>>>>>

impl TrackerManager {
    pub fn new(parameters: TrackingParameters, model: TrackerModel, seed: NoiseSeed) -> Self {
        TrackerManager {
            parameters,
            model,
            seed,
            active: Vec::new(),
            arena: Vec::new(),
            features: Vec::new(),
            noise: Vec::new(),
            scans: 0,
        }
    }

    pub fn parameters(&self) -> &TrackingParameters {
        &self.parameters
    }

    pub fn model(&self) -> &TrackerModel {
        &self.model
    }

    pub fn seed(&self) -> &NoiseSeed {
        &self.seed
    }

    /// Trackers still in play, ordered by id.
    pub fn active(&self) -> &[Tracker] {
        &self.active
    }

    pub fn features(&self) -> &[TrackerId] {
        &self.features
    }

    pub fn noise(&self) -> &[TrackerId] {
        &self.noise
    }

    /// Number of trackers spawned so far.
    pub fn spawned(&self) -> usize {
        self.arena.len()
    }

    pub fn scans_processed(&self) -> usize {
        self.scans
    }

    pub fn tracker(&self, id: TrackerId) -> Option<&Tracker> {
        match self.arena.get(id.0)? {
            Some(retired) => Some(retired),
            None => self
                .active
                .binary_search_by_key(&id, |t| t.id())
                .ok()
                .map(|i| &self.active[i]),
        }
    }

    /// Advances the run by one spectrum.
    ///
    /// # Arguments
    ///
    /// * `scan` - Position of `spectrum` in the run, recorded in every claimed peak.
    /// * `spectrum` - The next spectrum; its time must exceed that of the previous one.
    ///
    /// # Description
    ///
    /// Predicts every active tracker to the scan time, gates and greedily assigns
    /// centroids, updates the winners and misses everybody else, retires trackers whose
    /// miss budget is used up and finally spawns one tracker per unclaimed centroid.
    pub fn process_scan(&mut self, scan: usize, spectrum: &Spectrum) -> ScanSummary {
        let mut summary = ScanSummary { predicted: self.active.len(), ..ScanSummary::default() };

        self.active.par_iter_mut().for_each(|t| t.predict(spectrum.time));

        let mut assignment = assign(spectrum, &self.active);
        let outcome = apply_assignment(&mut self.active, &mut assignment, spectrum, scan);
        summary.updated = outcome.updated;
        summary.missed = outcome.missed;
        summary.unstable = outcome.unstable;

        let (features, noise) = self.sweep(false);
        summary.retired_features = features;
        summary.retired_noise = noise;

        for index in assignment.unclaimed_centroids() {
            if let Some(centroid) = Centroid::from_spectrum(spectrum, scan, index) {
                let id = TrackerId(self.arena.len());
                self.arena.push(None);
                self.active.push(Tracker::spawn(id, centroid, spectrum.time, self.seed, self.model));
                summary.spawned += 1;
            }
        }

        self.scans += 1;
        debug!(
            "scan {} (t = {}): {} predicted, {} updated, {} missed ({} unstable), {} features / {} noise retired, {} spawned",
            scan,
            spectrum.time,
            summary.predicted,
            summary.updated,
            summary.missed,
            summary.unstable,
            summary.retired_features,
            summary.retired_noise,
            summary.spawned,
        );
        summary
    }

    /// Lifecycle sweep, the only place tracker status is decided.
    ///
    /// With `force` every active tracker retires by size alone; otherwise trackers
    /// within their miss budget stay active. Returns (features, noise) retired.
    fn sweep(&mut self, force: bool) -> (usize, usize) {
        let TrackingParameters { max_misses, min_size } = self.parameters;
        let mut kept = Vec::with_capacity(self.active.len());
        let (mut features, mut noise) = (0, 0);

        for mut tracker in std::mem::take(&mut self.active) {
            let status = if force {
                tracker.retirement_status(min_size)
            } else {
                tracker.classify(min_size, max_misses)
            };
            match status {
                TrackerStatus::Active => {
                    kept.push(tracker);
                    continue;
                }
                TrackerStatus::RetiredFeature => {
                    self.features.push(tracker.id());
                    features += 1;
                }
                TrackerStatus::RetiredNoise => {
                    self.noise.push(tracker.id());
                    noise += 1;
                }
            }
            tracker.retire(status);
            let slot = tracker.id().0;
            self.arena[slot] = Some(tracker);
        }

        self.active = kept;
        (features, noise)
    }

    /// Retires every remaining tracker by size, without charging a final miss.
    pub fn finish(mut self) -> Extraction {
        let (features, noise) = self.sweep(true);
        debug!("final flush: {} features / {} noise", features, noise);

        let trackers: Vec<Tracker> = self.arena.into_iter().flatten().collect();
        info!(
            "{} scans, {} trackers: {} features, {} noise",
            self.scans,
            trackers.len(),
            self.features.len(),
            self.noise.len(),
        );
        Extraction { trackers, features: self.features, noise: self.noise }
    }

    /// Validates `spectra` and tracks them from start to finish.
    ///
    /// Validation happens before the first scan; any violation aborts the run.
    pub fn run(mut self, spectra: &[Spectrum]) -> Result<Extraction> {
        self.parameters.validate()?;
        self.model.validate()?;
        self.seed.validate()?;
        validate_run(spectra)?;

        for (scan, spectrum) in spectra.iter().enumerate() {
            self.process_scan(scan, spectrum);
        }
        Ok(self.finish())
    }
}

/// Tracks a whole run with the default motion model.
///
/// # Arguments
///
/// * `spectra` - The run, strictly increasing in time, each spectrum sorted by m/z.
/// * `max_misses` - Consecutive misses a tracker survives.
/// * `min_size` - Claimed centroids needed for a retired tracker to count as a feature.
/// * `seed` - Noise parameters for every new tracker.
///
/// # Example
///
/// ```rust
/// # use kqcore::algorithm::ghost::NoiseSeed;
/// # use kqcore::data::spectrum::Spectrum;
/// # use kqcore::tracking::manager::process_run;
/// # use kqcore::tracking::tracker::Track;
/// let spectra: Vec<Spectrum> = (0..6)
///     .map(|i| Spectrum::new(i as f64, vec![500.0], vec![100.0 + 10.0 * i as f64]))
///     .collect();
/// let extraction = process_run(&spectra, 2, 4, NoiseSeed::new(1e-4, 1e5, 10.0)).unwrap();
/// assert_eq!(extraction.feature_count(), 1);
/// assert_eq!(extraction.features().next().unwrap().hit_count(), 6);
/// ```
pub fn process_run(spectra: &[Spectrum], max_misses: usize, min_size: usize, seed: NoiseSeed) -> Result<Extraction> {
    TrackerManager::new(TrackingParameters::new(max_misses, min_size), TrackerModel::default(), seed).run(spectra)
}

/// Every tracker of a finished run, partitioned into features and noise.
#[derive(Clone, Debug)]
pub struct Extraction {
    trackers: Vec<Tracker>,
    features: Vec<TrackerId>,
    noise: Vec<TrackerId>,
}

impl Extraction {
    pub fn tracker(&self, id: TrackerId) -> Option<&Tracker> {
        self.trackers.get(id.0)
    }

    /// All trackers in spawn order.
    pub fn trackers(&self) -> &[Tracker] {
        &self.trackers
    }

    /// Feature trackers in retirement order.
    pub fn features(&self) -> impl Iterator<Item = &Tracker> + '_ {
        self.features.iter().map(move |id| &self.trackers[id.0])
    }

    pub fn noise(&self) -> impl Iterator<Item = &Tracker> + '_ {
        self.noise.iter().map(move |id| &self.trackers[id.0])
    }

    pub fn feature_ids(&self) -> &[TrackerId] {
        &self.features
    }

    pub fn noise_ids(&self) -> &[TrackerId] {
        &self.noise
    }

    pub fn feature_count(&self) -> usize {
        self.features.len()
    }

    pub fn noise_count(&self) -> usize {
        self.noise.len()
    }

    /// Resolves every feature against the run it came from.
    pub fn to_features(&self, spectra: &[Spectrum]) -> Vec<ChromatographicFeature> {
        self.features()
            .filter_map(|t| ChromatographicFeature::from_tracker(t, spectra))
            .collect()
    }
}
//! `kqtool`: extracts chromatographic features from a centroided run.
//!
//! ```bash
//! kqtool --input run.json --output features.json
//! kqtool --input run.tsv --format tsv --ghost-scan 3 --min-size 6
//! ```

use std::path::PathBuf;
use std::process;

use clap::{Parser, ValueEnum};
use kqcore::algorithm::ghost::follow_ghost;
use kqcore::tracking::feature::ChromatographicFeature;
use kqcore::{NoiseSeed, Spectrum, TrackerManager};
use kqtool::io::{read_run_json, read_run_tsv, write_features, write_features_json, RunConfig};
use tracing::{error, info, warn};
use tracing_subscriber::EnvFilter;

#[derive(Clone, Copy, Debug, PartialEq, Eq, ValueEnum)]
enum Format {
    Json,
    Tsv,
}

#[derive(Parser, Debug)]
#[command(name = "kqtool", version, about = "Kalman filter feature extraction for LC-MS runs", long_about = None)]
struct Args {
    /// Run to process.
    #[arg(short, long, value_name = "FILE")]
    input: PathBuf,

    #[arg(short, long, value_enum, default_value_t = Format::Json)]
    format: Format,

    /// Where to write the features; stdout if omitted.
    #[arg(short, long, value_name = "FILE")]
    output: Option<PathBuf>,

    /// JSON file with `parameters`, `model` and `noise_seed` sections.
    #[arg(short, long, value_name = "FILE")]
    config: Option<PathBuf>,

    #[arg(long)]
    max_misses: Option<usize>,

    #[arg(long)]
    min_size: Option<usize>,

    /// Scan whose most intense centroid starts the ghost trace that estimates the
    /// noise seed when none is given explicitly.
    #[arg(long, default_value_t = 0, conflicts_with_all = ["mz_variance", "intensity_variance", "max_intensity_scale"])]
    ghost_scan: usize,

    /// Largest m/z step between neighbouring points of the ghost trace.
    #[arg(long, default_value_t = 0.01)]
    ghost_tolerance: f64,

    #[arg(long, requires_all = ["intensity_variance", "max_intensity_scale"])]
    mz_variance: Option<f64>,

    #[arg(long, requires_all = ["mz_variance", "max_intensity_scale"])]
    intensity_variance: Option<f64>,

    #[arg(long, requires_all = ["mz_variance", "intensity_variance"])]
    max_intensity_scale: Option<f64>,

    /// Log level (trace, debug, info, warn, error); `RUST_LOG` takes precedence.
    #[arg(long, default_value = "info")]
    log_level: String,
}

/// Explicit flags win over the config file, which wins over the ghost scan.
fn resolve_seed(args: &Args, config: &RunConfig, spectra: &[Spectrum]) -> Result<NoiseSeed, Box<dyn std::error::Error>> {
    if let (Some(mz), Some(int), Some(scale)) = (args.mz_variance, args.intensity_variance, args.max_intensity_scale) {
        return Ok(NoiseSeed::new(mz, int, scale));
    }
    if let Some(seed) = config.noise_seed {
        return Ok(seed);
    }
    let trace = follow_ghost(spectra, args.ghost_scan, args.ghost_tolerance)?;
    let seed = NoiseSeed::from_ghost_trace(&trace.mz, &trace.intensity)?;
    info!(
        "noise seed from a {} point ghost trace around scan {}: {:?}",
        trace.len(),
        args.ghost_scan,
        seed
    );
    Ok(seed)
}

fn run(args: &Args) -> Result<(), Box<dyn std::error::Error>> {
    let mut config = match args.config.as_deref() {
        Some(path) => {
            info!("loading configuration from {}", path.display());
            RunConfig::from_json(path)?
        }
        None => RunConfig::default(),
    };
    if let Some(max_misses) = args.max_misses {
        config.parameters.max_misses = max_misses;
    }
    if let Some(min_size) = args.min_size {
        config.parameters.min_size = min_size;
    }

    let spectra = match args.format {
        Format::Json => read_run_json(&args.input)?,
        Format::Tsv => read_run_tsv(&args.input)?,
    };
    info!("{} spectra read from {}", spectra.len(), args.input.display());
    if spectra.is_empty() {
        warn!("run is empty, nothing to track");
        return emit(args, &[]);
    }

    let seed = resolve_seed(args, &config, &spectra)?;
    let extraction = TrackerManager::new(config.parameters, config.model, seed).run(&spectra)?;
    let features = extraction.to_features(&spectra);
    info!(
        "{} features, {} noise trackers (max_misses = {}, min_size = {})",
        features.len(),
        extraction.noise_count(),
        config.parameters.max_misses,
        config.parameters.min_size,
    );

    emit(args, &features)
}

fn emit(args: &Args, features: &[ChromatographicFeature]) -> Result<(), Box<dyn std::error::Error>> {
    match args.output.as_deref() {
        Some(path) => write_features_json(path, features),
        None => write_features(std::io::stdout().lock(), features),
    }
}

fn main() {
    let args = Args::parse();

    let filter = EnvFilter::try_from_default_env().unwrap_or_else(|_| EnvFilter::new(&args.log_level));
    tracing_subscriber::fmt()
        .with_env_filter(filter)
        .with_target(false)
        .with_writer(std::io::stderr)
        .init();

    if let Err(e) = run(&args) {
        error!("{e}");
        process::exit(1);
    }
}
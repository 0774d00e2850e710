//! Run-level configuration for tracking.
//!
//! `TrackingParameters` decides when a tracker retires and what it retires as,
//! `TrackerModel` holds the motion-model constants every new tracker is built from.

use serde::{Deserialize, Serialize};

use crate::error::{KalmanQuantError, Result};

/// Lifecycle thresholds.
#[derive(Clone, Copy, Debug, PartialEq, Eq, Serialize, Deserialize)]
#[serde(default)]
pub struct TrackingParameters {
    /// Consecutive misses tolerated; one more retires the tracker.
    pub max_misses: usize,
    /// Minimum number of claimed centroids for a retired tracker to count as a feature.
    pub min_size: usize,
}

impl Default for TrackingParameters {
    fn default() -> Self {
        Self {
            max_misses: 2,
            min_size: 4,
        }
    }
}

impl TrackingParameters {
    pub fn new(max_misses: usize, min_size: usize) -> Self {
        Self { max_misses, min_size }
    }

    /// Short traces survive: single gaps are bridged, three points make a feature.
    pub fn permissive() -> Self {
        Self {
            max_misses: 3,
            min_size: 3,
        }
    }

    /// No gaps, and at least six points.
    pub fn strict() -> Self {
        Self {
            max_misses: 0,
            min_size: 6,
        }
    }

    pub fn validate(&self) -> Result<()> {
        if self.min_size == 0 {
            return Err(KalmanQuantError::Configuration(
                "min_size must be at least 1".to_string(),
            ));
        }
        Ok(())
    }
}

/// Motion-model constants shared by every tracker of a run.
///
/// Built once, then copied into each tracker at spawn time.
#[derive(Clone, Copy, Debug, PartialEq, Serialize, Deserialize)]
#[serde(default)]
pub struct TrackerModel {
    /// Process noise of the m/z axis (times the 2x2 identity).
    pub mz_process_noise: f64,
    /// Initial variance of the m/z velocity.
    pub mz_velocity_variance: f64,
    /// Initial variance of the intensity velocity.
    pub intensity_velocity_variance: f64,
}

impl Default for TrackerModel {
    fn default() -> Self {
        Self {
            mz_process_noise: 1e-4,
            mz_velocity_variance: 10.0,
            intensity_velocity_variance: 1e-3,
        }
    }
}

impl TrackerModel {
    pub fn validate(&self) -> Result<()> {
        let values = [
            ("mz_process_noise", self.mz_process_noise),
            ("mz_velocity_variance", self.mz_velocity_variance),
            ("intensity_velocity_variance", self.intensity_velocity_variance),
        ];
        for (name, value) in values {
            if !value.is_finite() || value < 0.0 {
                return Err(KalmanQuantError::Configuration(format!(
                    "{} must be finite and non-negative, got {}",
                    name, value
                )));
            }
        }
        Ok(())
    }
}
// data module
pub mod data {
    pub mod spectrum;
    pub mod peak;
}

// algorithm module
pub mod algorithm {
    pub mod search;
    pub mod ghost;
}

// tracking module
pub mod tracking {
    pub mod parameters;
    pub mod tracker;
    pub mod association;
    pub mod manager;
    pub mod feature;
}

pub mod error;

// Re-export commonly used types
pub use algorithm::ghost::NoiseSeed;
pub use data::spectrum::Spectrum;
pub use error::{KalmanQuantError, Result};
pub use tracking::manager::{process_run, Extraction, TrackerManager};
pub use tracking::parameters::{TrackerModel, TrackingParameters};
pub use tracking::tracker::{Track, Tracker, TrackerId, TrackerStatus};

<<<<<

PROBLEM DETAILS:
Please return every line from the first one in the records above down to the line containing "retires trackers whose", including both, exactly as written and nothing more.

PROBLEM SOLUTION:
impl TrackerManager {
    pub fn new(parameters: TrackingParameters, model: TrackerModel, seed: NoiseSeed) -> Self {
        TrackerManager {
            parameters,
            model,
            seed,
            active: Vec::new(),
            arena: Vec::new(),
            features: Vec::new(),
            noise: Vec::new(),
            scans: 0,
        }
    }

    pub fn parameters(&self) -> &TrackingParameters {
        &self.parameters
    }

    pub fn model(&self) -> &TrackerModel {
        &self.model
    }

    pub fn seed(&self) -> &NoiseSeed {
        &self.seed
    }

    /// Trackers still in play, ordered by id.
    pub fn active(&self) -> &[Tracker] {
        &self.active
    }

    pub fn features(&self) -> &[TrackerId] {
        &self.features
    }

    pub fn noise(&self) -> &[TrackerId] {
        &self.noise
    }

    /// Number of trackers spawned so far.
    pub fn spawned(&self) -> usize {
        self.arena.len()
    }

    pub fn scans_processed(&self) -> usize {
        self.scans
    }

    pub fn tracker(&self, id: TrackerId) -> Option<&Tracker> {
        match self.arena.get(id.0)? {
            Some(retired) => Some(retired),
            None => self
                .active
                .binary_search_by_key(&id, |t| t.id())
                .ok()
                .map(|i| &self.active[i]),
        }
    }

    /// Advances the run by one spectrum.
    ///
    /// # Arguments
    ///
    /// * `scan` - Position of `spectrum` in the run, recorded in every claimed peak.
    /// * `spectrum` - The next spectrum; its time must exceed that of the previous one.
    ///
    /// # Description
    ///
    /// Predicts every active tracker to the scan time, gates and greedily assigns
    /// centroids, updates the winners and misses everybody else, retires trackers whose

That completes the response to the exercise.